The patrol approached the motor boat and turned on a searchlight upon reaching the boat. With the help of the searchlight, the patrol observed Lee with two associates (McNeil and Vieria) and 71 cases of grain alcohol. The three defendants were arrested and transported to Boston where they were indicted for conspiring to violate sections of the Tariff Act of 1922 and National Prohibition Act.

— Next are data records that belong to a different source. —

// Сериализация

use serde::{Deserialize, Serialize};

pub fn to_bytes<T: Serialize>(data: &T) -> Result<Vec<u8>, String> {
    bincode::serialize(data).map_err(|e| format!("Serialization failed: {}", e))
}

pub fn from_bytes<T: for<'de> Deserialize<'de>>(bytes: &[u8]) -> Result<T, String> {
    bincode::deserialize(bytes).map_err(|e| format!("Deserialization failed: {}", e))
}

The National Prohibition Act was enacted to support enforcement of the Eighteenth Amendment to the United States Constitution, which established a nationwide prohibition. The act provided that "no person shall manufacture, sell, barter, transport, import, export, deliver, or furnish any intoxicating liquor except as authorized by this act." It did not specifically prohibit the use of intoxicating liquors. The act defined intoxicating liquor as any beverage containing more than 0.5% alcohol.

The Tariff Act of 1922 prohibits the import of liquor into the United States and authorizes the Coast Guard to seize, board, and search any vessel suspected to U.S revenue laws.

U.S. territorial waters are 12 miles outward from any US coast. The motor boat was seized outside of this twelve-mile territory; therefore, Lee and his co-defendants sued for a writ of error claiming the Coast Guard did not have jurisdiction to board their vessel in international waters. The case was brought before the United States Court of Appeals for the First Circuit which agreed with the defendants and set aside the conviction. The government appeals the Appellate Court's decision to the Supreme Court.

==Decision==
The case was heard before the Supreme Court on March 8, 1927. On May 31, 1927, Justice Louis Brandeis delivered the unanimous opinion of the Court. The Court held the Coast Guard has authority to visit, search and seize an American vessel on the high seas beyond the twelve-mile limit when probable cause exists to believe that U.S. laws are being violated; that it has authority also to arrest persons on such vessel when there is reason to believe those persons are engaged in committing a felony.
The Court also held that the use of a searchlight does not constitute a search and thus does not warrant Fourth Amendment protections because the use of a searchlight is comparable to the use of binoculars. The courts have long held that binoculars are not prohibited by the Constitution.